In vitro evidence for immune evasion activity by human plasmin associated to pathogenic Leptospira interrogans.

Leptospirosis is a widespread re-emerging zoonosis of human and veterinary concern. It has been shown that virulent leptospires protect themselves against the host's innate immune system, a strategy that allows the bacteria to reach immunologically safe environments. Although extensive studies on host-pathogen interactions have been performed, little is known on how leptospires deal with host immune attack. In a previous work, we demonstrated the ability of leptospires to bind human plasminogen (PLG), that after treatment with activators, conferred plasmin (PLA) activity on the bacteria surface.
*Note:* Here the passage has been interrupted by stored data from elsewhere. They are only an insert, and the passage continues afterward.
use std::ops::RangeInclusive;

use log::debug;

use super::bank_switch::BankSwitch;
use super::{check_register_len, Mapper, Mirroring};
use crate::nes::save_state::SaveStateError;

const PRE_RENDER_SCANLINE: u16 = 261;
const VISIBLE_SCANLINES: u16 = 240;
const REGISTER_COUNT: usize = 15;

/// MMC3 (iNES mapper #4)
///
/// Eight bank registers addressed through $8000/$8001, mirroring at $A000 and a
/// scanline counter at $C000-$E001 that raises an IRQ when it reaches zero.
#[derive(Debug)]
pub struct Mmc3 {
    bank_select: u8,
    bank_regs: [u8; 8],
    mirroring: u8,
    prg_ram_protect: u8,

    irq_latch: u8,
    irq_counter: u8,
    irq_reload: bool,
    irq_enabled: bool,
}

impl Mmc3 {
    pub fn new() -> Self {
        Mmc3 {
            bank_select: 0,
            bank_regs: [0, 2, 4, 5, 6, 7, 0, 1],
            mirroring: 0,
            prg_ram_protect: 0,
            irq_latch: 0,
            irq_counter: 0,
            irq_reload: false,
            irq_enabled: false,
        }
    }

    pub fn irq_counter(&self) -> u8 {
        self.irq_counter
    }

    fn apply(&self, banks: &mut BankSwitch) {
        let r = |i: usize| self.bank_regs[i] as usize;
        let second_last = banks.prg_bank_count().saturating_sub(2);
        let last = banks.prg_bank_count() - 1;

        // PRG mode (bit 6) swaps $8000 and $C000
        if self.bank_select & 0x40 == 0 {
            banks.set_prg_bank_8k(0, r(6));
            banks.set_prg_bank_8k(2, second_last);
        } else {
            banks.set_prg_bank_8k(0, second_last);
            banks.set_prg_bank_8k(2, r(6));
        }
        banks.set_prg_bank_8k(1, r(7));
        banks.set_prg_bank_8k(3, last);

        // CHR inversion (bit 7) swaps the 2K and 1K halves
        let (two_k, one_k) = if self.bank_select & 0x80 == 0 {
            (0, 4)
        } else {
            (2, 0)
        };
        banks.set_chr_bank_2k(two_k, r(0) >> 1);
        banks.set_chr_bank_2k(two_k + 1, r(1) >> 1);
        for i in 0..4 {
            banks.set_chr_bank_1k(one_k + i, r(2 + i));
        }
    }
}

impl Default for Mmc3 {
    fn default() -> Self {
        Self::new()
    }
}

impl Mapper for Mmc3 {
    fn mapper_no(&self) -> u16 {
        4
    }

    fn write_ranges(&self) -> Vec<RangeInclusive<u16>> {
        vec![0x8000..=0xFFFF]
    }

    fn reset(&mut self, banks: &mut BankSwitch) {
        *self = Mmc3::new();
        self.apply(banks);
    }

    fn write(&mut self, addr: u16, value: u8, banks: &mut BankSwitch) {
        match addr & 0xE001 {
            0x8000 => {
                self.bank_select = value;
                self.apply(banks);
            }
            0x8001 => {
                self.bank_regs[(self.bank_select & 0x07) as usize] = value;
                self.apply(banks);
            }
            0xA000 => {
                self.mirroring = value & 1;
                if banks.mirroring() != Mirroring::FourScreen {
                    banks.set_mirroring(if self.mirroring == 0 {
                        Mirroring::Vertical
                    } else {
                        Mirroring::Horizontal
                    });
                }
            }
            0xA001 => self.prg_ram_protect = value,
            0xC000 => self.irq_latch = value,
            0xC001 => {
                self.irq_counter = 0;
                self.irq_reload = true;
            }
            0xE000 => self.irq_enabled = false, // also acknowledges
            _ => self.irq_enabled = true,
        }
    }

    fn on_hblank(&mut self, scanline: u16) -> bool {
        if scanline >= VISIBLE_SCANLINES && scanline != PRE_RENDER_SCANLINE {
            return false;
        }
        if self.irq_counter == 0 || self.irq_reload {
            self.irq_counter = self.irq_latch;
            self.irq_reload = false;
        } else {
            self.irq_counter -= 1;
        }
        if self.irq_counter == 0 && self.irq_enabled {
            debug!("MMC3 IRQ at scanline {}", scanline);
            return true;
        }
        false
    }

    fn save_registers(&self) -> Vec<u8> {
        let mut regs = Vec::with_capacity(REGISTER_COUNT);
        regs.push(self.bank_select);
        regs.extend_from_slice(&self.bank_regs);
        regs.extend_from_slice(&[
            self.mirroring,
            self.prg_ram_protect,
            self.irq_latch,
            self.irq_counter,
            self.irq_reload as u8,
            self.irq_enabled as u8,
        ]);
        regs
    }

    fn load_registers(&mut self, regs: &[u8]) -> Result<(), SaveStateError> {
        check_register_len(4, regs, REGISTER_COUNT)?;
        self.bank_select = regs[0];
        self.bank_regs.copy_from_slice(&regs[1..9]);
        self.mirroring = regs[9];
        self.prg_ram_protect = regs[10];
        self.irq_latch = regs[11];
        self.irq_counter = regs[12];
        self.irq_reload = regs[13] != 0;
        self.irq_enabled = regs[14] != 0;
        Ok(())
    }
}

#[cfg(test)]
mod tests {
    use super::super::test_util::*;
    use super::super::Mirroring;
    use super::*;

    #[test]
    fn power_on_layout() {
        let cart = cart(4, 16, 64);
        assert_eq!(cart.cpu_read(0x8000), 0);
        assert_eq!(cart.cpu_read(0xA000), 1);
        assert_eq!(cart.cpu_read(0xC000), 14);
        assert_eq!(cart.cpu_read(0xE000), 15);
        assert_eq!(cart.ppu_read(0x0000), 0);
        assert_eq!(cart.ppu_read(0x0400), 1);
        assert_eq!(cart.ppu_read(0x0800), 2);
        assert_eq!(cart.ppu_read(0x1000), 4);
        assert_eq!(cart.ppu_read(0x1C00), 7);
    }

    #[test]
    fn prg_mode_swaps_fixed_window() {
        let mut cart = cart(4, 16, 64);
        cart.cpu_write(0x8000, 6);
        cart.cpu_write(0x8001, 3);
        assert_eq!(cart.cpu_read(0x8000), 3);
        assert_eq!(cart.cpu_read(0xC000), 14);

        cart.cpu_write(0x8000, 0x40 | 6);
        assert_eq!(cart.cpu_read(0x8000), 14);
        assert_eq!(cart.cpu_read(0xC000), 3);
        assert_eq!(cart.cpu_read(0xE000), 15);
    }

    #[test]
    fn chr_inversion() {
        let mut cart = cart(4, 16, 64);
        cart.cpu_write(0x8000, 0);
        cart.cpu_write(0x8001, 9); // low bit ignored for 2K banks
        cart.cpu_write(0x8000, 2);
        cart.cpu_write(0x8001, 33);
        assert_eq!(cart.ppu_read(0x0000), 8);
        assert_eq!(cart.ppu_read(0x0400), 9);
        assert_eq!(cart.ppu_read(0x1000), 33);

        cart.cpu_write(0x8000, 0x80);
        assert_eq!(cart.ppu_read(0x0000), 33);
        assert_eq!(cart.ppu_read(0x1000), 8);
        assert_eq!(cart.ppu_read(0x1400), 9);
    }

    #[test]
    fn mirroring_register() {
        let mut cart = cart(4, 16, 64);
        cart.cpu_write(0xA000, 0);
        assert_eq!(cart.mirroring(), Mirroring::Vertical);
        cart.cpu_write(0xA000, 1);
        assert_eq!(cart.mirroring(), Mirroring::Horizontal);
    }

    #[test]
    fn scanline_irq_counts_down_from_latch() {
        let mut mmc3 = Mmc3::new();
        let mut banks = BankSwitch::new(0x20000, 0x10000, Mirroring::Vertical);
        mmc3.write(0xC000, 3, &mut banks);
        mmc3.write(0xC001, 0, &mut banks);
        mmc3.write(0xE001, 0, &mut banks);

        assert!(!mmc3.on_hblank(0)); // reload -> 3
        assert!(!mmc3.on_hblank(1)); // 2
        assert!(!mmc3.on_hblank(2)); // 1
        assert!(mmc3.on_hblank(3)); // 0
        assert!(!mmc3.on_hblank(4)); // reload -> 3
        assert_eq!(mmc3.irq_counter(), 3);

        // Vblank scanlines do not clock the counter
        assert!(!mmc3.on_hblank(241));
        assert_eq!(mmc3.irq_counter(), 3);
        mmc3.on_hblank(PRE_RENDER_SCANLINE);
        assert_eq!(mmc3.irq_counter(), 2);
    }

    #[test]
    fn disabled_irq_stays_quiet() {
        let mut mmc3 = Mmc3::new();
        let mut banks = BankSwitch::new(0x20000, 0x10000, Mirroring::Vertical);
        mmc3.write(0xC000, 1, &mut banks);
        mmc3.write(0xE001, 0, &mut banks);
        mmc3.write(0xE000, 0, &mut banks);
        for line in 0..10 {
            assert!(!mmc3.on_hblank(line));
        }
    }

    #[test]
    fn load_checks_register_length() {
        let mut mmc3 = Mmc3::new();
        assert!(mmc3.load_registers(&[0; 3]).is_err());
        let regs = mmc3.save_registers();
        assert_eq!(regs.len(), REGISTER_COUNT);
        assert!(mmc3.load_registers(&regs).is_ok());
    }
}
In this study, we show that the PLA activity associated to the outer surface of Leptospira could interfere with the host immune attack by conferring some evasion advantage during infection. We demonstrate that PLA-coated leptospires interfere with complement C3b and IgG depositions on the bacterial surface, probably through the degradation of these components, thus diminishing opsonization process. Similar decrease on the deposition was observed when normal and immune sera from patients diagnosed with leptospirosis were employed as a source of IgG. We believe that decreasing opsonization by PLA generation might be an important aspect of the leptospiral immune escape strategy and survival. To our knowledge, this is the first proteolytic activity of plasmin associated-Leptospira related to anti-opsonic properties reported to date.